The input
--------------------------------------------------

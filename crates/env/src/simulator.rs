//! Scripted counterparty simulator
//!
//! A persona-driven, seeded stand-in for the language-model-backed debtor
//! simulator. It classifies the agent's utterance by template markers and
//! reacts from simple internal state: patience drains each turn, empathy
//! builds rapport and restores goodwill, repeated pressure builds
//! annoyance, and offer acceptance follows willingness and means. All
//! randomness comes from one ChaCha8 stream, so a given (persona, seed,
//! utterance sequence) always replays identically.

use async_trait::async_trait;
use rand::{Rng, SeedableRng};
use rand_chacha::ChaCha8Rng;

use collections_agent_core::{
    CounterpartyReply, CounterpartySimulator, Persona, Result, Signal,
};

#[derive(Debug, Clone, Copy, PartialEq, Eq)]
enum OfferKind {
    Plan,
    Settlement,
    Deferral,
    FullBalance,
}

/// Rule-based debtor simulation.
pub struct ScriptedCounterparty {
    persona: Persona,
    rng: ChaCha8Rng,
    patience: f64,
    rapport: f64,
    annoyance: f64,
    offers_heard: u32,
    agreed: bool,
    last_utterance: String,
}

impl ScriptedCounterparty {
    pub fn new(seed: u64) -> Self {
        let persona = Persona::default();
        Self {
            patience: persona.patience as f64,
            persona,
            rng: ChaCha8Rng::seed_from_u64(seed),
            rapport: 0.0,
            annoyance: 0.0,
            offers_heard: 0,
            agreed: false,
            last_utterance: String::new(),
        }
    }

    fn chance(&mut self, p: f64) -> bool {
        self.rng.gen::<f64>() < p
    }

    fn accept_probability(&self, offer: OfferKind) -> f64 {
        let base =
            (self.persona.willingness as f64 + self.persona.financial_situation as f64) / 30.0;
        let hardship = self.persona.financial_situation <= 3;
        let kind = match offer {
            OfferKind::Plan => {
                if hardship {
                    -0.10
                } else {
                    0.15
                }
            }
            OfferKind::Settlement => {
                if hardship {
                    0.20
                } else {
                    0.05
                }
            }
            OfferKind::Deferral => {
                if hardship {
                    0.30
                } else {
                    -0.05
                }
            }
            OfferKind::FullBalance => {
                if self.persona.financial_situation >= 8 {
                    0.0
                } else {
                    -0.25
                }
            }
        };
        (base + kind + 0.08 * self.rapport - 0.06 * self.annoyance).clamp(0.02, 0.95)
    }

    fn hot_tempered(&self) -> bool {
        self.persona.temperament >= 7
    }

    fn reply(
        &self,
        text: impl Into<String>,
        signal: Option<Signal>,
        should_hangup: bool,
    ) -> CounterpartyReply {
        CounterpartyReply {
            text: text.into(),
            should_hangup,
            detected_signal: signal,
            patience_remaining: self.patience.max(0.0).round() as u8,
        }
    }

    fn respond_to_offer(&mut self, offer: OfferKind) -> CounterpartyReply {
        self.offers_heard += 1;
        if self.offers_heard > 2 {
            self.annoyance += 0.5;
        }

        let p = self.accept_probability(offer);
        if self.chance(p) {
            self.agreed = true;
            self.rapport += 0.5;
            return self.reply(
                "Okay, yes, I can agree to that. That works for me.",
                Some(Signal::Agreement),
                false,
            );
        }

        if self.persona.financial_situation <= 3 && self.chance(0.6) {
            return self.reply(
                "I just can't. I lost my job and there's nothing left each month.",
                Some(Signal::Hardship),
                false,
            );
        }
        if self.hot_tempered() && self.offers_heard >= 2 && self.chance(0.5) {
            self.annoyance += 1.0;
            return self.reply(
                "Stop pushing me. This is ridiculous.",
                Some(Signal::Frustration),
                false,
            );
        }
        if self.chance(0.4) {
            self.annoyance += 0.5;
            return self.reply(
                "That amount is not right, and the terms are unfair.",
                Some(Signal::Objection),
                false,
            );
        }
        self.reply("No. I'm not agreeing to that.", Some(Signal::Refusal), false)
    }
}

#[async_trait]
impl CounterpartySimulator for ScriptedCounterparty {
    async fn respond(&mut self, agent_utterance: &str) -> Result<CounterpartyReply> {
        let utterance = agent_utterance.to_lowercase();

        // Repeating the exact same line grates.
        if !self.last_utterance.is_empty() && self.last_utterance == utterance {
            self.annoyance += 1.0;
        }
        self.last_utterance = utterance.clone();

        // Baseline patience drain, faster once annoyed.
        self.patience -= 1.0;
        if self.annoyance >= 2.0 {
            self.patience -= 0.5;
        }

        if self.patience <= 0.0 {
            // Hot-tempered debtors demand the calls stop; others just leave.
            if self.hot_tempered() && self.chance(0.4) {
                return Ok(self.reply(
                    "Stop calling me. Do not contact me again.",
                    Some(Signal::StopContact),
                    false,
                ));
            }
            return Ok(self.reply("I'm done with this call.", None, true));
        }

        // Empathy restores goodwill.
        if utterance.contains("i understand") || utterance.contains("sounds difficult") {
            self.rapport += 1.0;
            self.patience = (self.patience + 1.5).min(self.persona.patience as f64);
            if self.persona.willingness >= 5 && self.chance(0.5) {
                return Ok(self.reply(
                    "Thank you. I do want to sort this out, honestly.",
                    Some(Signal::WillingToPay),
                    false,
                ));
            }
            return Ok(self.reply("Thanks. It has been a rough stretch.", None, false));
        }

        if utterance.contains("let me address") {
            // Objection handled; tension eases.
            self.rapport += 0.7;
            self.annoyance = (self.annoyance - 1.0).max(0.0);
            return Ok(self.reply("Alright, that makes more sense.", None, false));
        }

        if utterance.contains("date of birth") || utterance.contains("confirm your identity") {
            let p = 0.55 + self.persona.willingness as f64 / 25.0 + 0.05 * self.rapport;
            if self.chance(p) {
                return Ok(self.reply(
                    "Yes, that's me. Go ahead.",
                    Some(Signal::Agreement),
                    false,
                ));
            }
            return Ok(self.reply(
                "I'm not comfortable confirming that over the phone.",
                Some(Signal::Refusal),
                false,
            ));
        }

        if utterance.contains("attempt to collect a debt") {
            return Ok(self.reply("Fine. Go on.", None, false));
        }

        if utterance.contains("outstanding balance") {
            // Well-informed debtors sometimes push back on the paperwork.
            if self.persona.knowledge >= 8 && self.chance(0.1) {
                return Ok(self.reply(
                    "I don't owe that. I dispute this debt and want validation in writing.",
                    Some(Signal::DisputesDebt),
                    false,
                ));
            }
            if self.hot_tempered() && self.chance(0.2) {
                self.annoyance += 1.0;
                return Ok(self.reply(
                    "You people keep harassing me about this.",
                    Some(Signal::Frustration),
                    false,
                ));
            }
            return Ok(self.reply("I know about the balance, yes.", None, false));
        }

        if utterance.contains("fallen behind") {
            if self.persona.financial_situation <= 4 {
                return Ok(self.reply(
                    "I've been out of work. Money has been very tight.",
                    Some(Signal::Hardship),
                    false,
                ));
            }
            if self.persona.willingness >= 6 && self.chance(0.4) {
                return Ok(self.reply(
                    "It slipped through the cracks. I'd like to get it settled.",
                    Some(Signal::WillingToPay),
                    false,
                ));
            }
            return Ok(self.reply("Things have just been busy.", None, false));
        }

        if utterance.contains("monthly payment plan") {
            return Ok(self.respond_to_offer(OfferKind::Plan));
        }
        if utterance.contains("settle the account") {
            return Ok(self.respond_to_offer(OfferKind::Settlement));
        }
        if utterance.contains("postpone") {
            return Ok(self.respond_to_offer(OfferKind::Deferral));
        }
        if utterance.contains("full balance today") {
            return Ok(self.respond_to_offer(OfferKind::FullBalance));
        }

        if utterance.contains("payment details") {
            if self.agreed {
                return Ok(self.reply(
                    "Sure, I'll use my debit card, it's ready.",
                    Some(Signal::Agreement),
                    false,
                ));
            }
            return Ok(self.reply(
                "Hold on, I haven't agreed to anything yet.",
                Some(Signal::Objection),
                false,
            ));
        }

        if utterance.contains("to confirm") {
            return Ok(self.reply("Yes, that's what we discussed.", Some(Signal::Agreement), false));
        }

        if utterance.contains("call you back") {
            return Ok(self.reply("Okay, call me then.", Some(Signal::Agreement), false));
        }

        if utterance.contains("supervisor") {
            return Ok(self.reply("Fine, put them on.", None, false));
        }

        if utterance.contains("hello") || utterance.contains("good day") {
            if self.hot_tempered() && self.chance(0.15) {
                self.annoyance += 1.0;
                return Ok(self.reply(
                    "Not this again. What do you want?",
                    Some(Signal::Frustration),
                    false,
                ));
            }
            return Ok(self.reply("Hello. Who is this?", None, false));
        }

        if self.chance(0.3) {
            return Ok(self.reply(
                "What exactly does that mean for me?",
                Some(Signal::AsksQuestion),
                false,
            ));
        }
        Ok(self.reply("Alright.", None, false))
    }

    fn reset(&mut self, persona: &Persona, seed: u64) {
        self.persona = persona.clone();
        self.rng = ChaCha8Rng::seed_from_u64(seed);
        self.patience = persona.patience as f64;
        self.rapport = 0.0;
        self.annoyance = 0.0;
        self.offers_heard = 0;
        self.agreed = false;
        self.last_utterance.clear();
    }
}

--------------------------------------------------

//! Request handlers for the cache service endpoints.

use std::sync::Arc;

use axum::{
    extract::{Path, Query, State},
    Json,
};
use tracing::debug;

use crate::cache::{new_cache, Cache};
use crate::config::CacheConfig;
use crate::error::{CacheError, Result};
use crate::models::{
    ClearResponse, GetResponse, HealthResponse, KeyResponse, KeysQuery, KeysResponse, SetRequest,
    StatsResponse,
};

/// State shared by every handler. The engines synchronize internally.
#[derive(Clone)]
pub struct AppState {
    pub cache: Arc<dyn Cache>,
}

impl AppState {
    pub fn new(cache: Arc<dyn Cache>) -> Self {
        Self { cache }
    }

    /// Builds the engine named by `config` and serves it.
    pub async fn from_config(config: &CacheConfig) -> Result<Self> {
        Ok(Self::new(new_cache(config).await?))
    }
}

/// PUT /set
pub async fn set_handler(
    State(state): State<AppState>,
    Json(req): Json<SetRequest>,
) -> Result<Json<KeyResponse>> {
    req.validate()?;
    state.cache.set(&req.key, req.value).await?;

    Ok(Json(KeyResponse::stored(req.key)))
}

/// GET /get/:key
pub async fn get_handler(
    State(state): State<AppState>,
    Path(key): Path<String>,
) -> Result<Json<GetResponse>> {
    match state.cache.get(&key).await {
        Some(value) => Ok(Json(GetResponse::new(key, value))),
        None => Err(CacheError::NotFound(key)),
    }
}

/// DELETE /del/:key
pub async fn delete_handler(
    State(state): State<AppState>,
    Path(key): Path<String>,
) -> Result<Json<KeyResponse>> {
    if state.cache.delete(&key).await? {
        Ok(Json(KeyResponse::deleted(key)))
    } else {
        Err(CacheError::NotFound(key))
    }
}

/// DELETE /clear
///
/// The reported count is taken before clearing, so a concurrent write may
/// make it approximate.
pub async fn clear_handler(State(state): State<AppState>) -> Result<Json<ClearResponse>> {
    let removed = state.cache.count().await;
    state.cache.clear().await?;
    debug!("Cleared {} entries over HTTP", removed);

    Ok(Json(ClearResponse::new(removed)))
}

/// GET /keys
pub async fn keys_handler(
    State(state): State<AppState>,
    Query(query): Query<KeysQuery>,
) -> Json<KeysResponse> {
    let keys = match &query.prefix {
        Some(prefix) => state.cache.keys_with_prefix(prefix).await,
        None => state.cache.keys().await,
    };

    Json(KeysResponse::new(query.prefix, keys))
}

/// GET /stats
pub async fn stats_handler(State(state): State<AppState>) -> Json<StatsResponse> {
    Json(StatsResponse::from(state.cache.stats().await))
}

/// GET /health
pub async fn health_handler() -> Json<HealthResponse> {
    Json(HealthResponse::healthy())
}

--------------------------------------------------

Task statement
Quote the listing above, but only from the line that shows "Ok(Json(KeyResponse::deleted(key)))" through the line that shows "state.cache.clear().await?;".

Result of the task
        Ok(Json(KeyResponse::deleted(key)))
    } else {
        Err(CacheError::NotFound(key))
    }
}

/// DELETE /clear
///
/// The reported count is taken before clearing, so a concurrent write may
/// make it approximate.
pub async fn clear_handler(State(state): State<AppState>) -> Result<Json<ClearResponse>> {
    let removed = state.cache.count().await;
    state.cache.clear().await?;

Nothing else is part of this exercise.